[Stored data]

· · · · · · ·

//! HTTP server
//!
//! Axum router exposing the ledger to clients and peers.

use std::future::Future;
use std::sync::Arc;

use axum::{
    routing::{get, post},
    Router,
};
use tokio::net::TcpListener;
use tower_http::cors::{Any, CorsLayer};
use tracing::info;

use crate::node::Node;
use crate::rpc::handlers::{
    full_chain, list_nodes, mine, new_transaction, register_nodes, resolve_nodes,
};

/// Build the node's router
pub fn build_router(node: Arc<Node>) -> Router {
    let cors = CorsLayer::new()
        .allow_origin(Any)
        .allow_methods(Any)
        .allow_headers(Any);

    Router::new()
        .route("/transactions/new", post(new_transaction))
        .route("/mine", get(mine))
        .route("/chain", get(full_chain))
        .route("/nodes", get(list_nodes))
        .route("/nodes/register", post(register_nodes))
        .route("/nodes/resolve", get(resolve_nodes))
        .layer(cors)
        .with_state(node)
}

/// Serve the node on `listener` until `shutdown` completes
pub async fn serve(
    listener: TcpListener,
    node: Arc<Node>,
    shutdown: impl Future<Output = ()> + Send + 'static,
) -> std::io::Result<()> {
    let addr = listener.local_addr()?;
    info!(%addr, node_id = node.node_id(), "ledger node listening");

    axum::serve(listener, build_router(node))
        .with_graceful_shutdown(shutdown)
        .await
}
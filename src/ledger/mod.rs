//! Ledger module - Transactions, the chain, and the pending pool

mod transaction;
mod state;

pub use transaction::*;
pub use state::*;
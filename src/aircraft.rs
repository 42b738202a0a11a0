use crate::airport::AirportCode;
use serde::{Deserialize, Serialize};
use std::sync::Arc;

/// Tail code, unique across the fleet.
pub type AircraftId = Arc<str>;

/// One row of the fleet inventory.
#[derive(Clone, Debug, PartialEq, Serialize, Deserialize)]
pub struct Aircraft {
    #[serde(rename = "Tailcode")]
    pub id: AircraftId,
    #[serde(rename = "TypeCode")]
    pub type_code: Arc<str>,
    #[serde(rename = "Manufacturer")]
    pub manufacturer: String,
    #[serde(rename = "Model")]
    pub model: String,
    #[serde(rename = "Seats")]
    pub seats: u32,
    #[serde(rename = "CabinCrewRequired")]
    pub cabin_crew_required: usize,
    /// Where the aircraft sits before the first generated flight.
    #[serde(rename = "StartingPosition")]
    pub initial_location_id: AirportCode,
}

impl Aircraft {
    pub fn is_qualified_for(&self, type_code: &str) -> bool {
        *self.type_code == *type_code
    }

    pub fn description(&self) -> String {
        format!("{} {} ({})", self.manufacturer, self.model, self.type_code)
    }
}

· · · · · · ·

§ **Task statement**
Would you output every record above exactly as it stands?

§ **Answer below**
//! HTTP server
//!
//! Axum router exposing the ledger to clients and peers.

use std::future::Future;
use std::sync::Arc;

use axum::{
    routing::{get, post},
    Router,
};
use tokio::net::TcpListener;
use tower_http::cors::{Any, CorsLayer};
use tracing::info;

use crate::node::Node;
use crate::rpc::handlers::{
    full_chain, list_nodes, mine, new_transaction, register_nodes, resolve_nodes,
};

/// Build the node's router
pub fn build_router(node: Arc<Node>) -> Router {
    let cors = CorsLayer::new()
        .allow_origin(Any)
        .allow_methods(Any)
        .allow_headers(Any);

    Router::new()
        .route("/transactions/new", post(new_transaction))
        .route("/mine", get(mine))
        .route("/chain", get(full_chain))
        .route("/nodes", get(list_nodes))
        .route("/nodes/register", post(register_nodes))
        .route("/nodes/resolve", get(resolve_nodes))
        .layer(cors)
        .with_state(node)
}

/// Serve the node on `listener` until `shutdown` completes
pub async fn serve(
    listener: TcpListener,
    node: Arc<Node>,
    shutdown: impl Future<Output = ()> + Send + 'static,
) -> std::io::Result<()> {
    let addr = listener.local_addr()?;
    info!(%addr, node_id = node.node_id(), "ledger node listening");

    axum::serve(listener, build_router(node))
        .with_graceful_shutdown(shutdown)
        .await
}
filename src/ledger/mod.rs
//! Ledger module - Transactions, the chain, and the pending pool

mod transaction;
mod state;

pub use transaction::*;
pub use state::*;
filename src/aircraft.rs
repository 42b738202a0a11a0
use crate::airport::AirportCode;
use serde::{Deserialize, Serialize};
use std::sync::Arc;

/// Tail code, unique across the fleet.
pub type AircraftId = Arc<str>;

/// One row of the fleet inventory.
#[derive(Clone, Debug, PartialEq, Serialize, Deserialize)]
pub struct Aircraft {
    #[serde(rename = "Tailcode")]
    pub id: AircraftId,
    #[serde(rename = "TypeCode")]
    pub type_code: Arc<str>,
    #[serde(rename = "Manufacturer")]
    pub manufacturer: String,
    #[serde(rename = "Model")]
    pub model: String,
    #[serde(rename = "Seats")]
    pub seats: u32,
    #[serde(rename = "CabinCrewRequired")]
    pub cabin_crew_required: usize,
    /// Where the aircraft sits before the first generated flight.
    #[serde(rename = "StartingPosition")]
    pub initial_location_id: AirportCode,
}

impl Aircraft {
    pub fn is_qualified_for(&self, type_code: &str) -> bool {
        *self.type_code == *type_code
    }

    pub fn description(&self) -> String {
        format!("{} {} ({})", self.manufacturer, self.model, self.type_code)
    }
}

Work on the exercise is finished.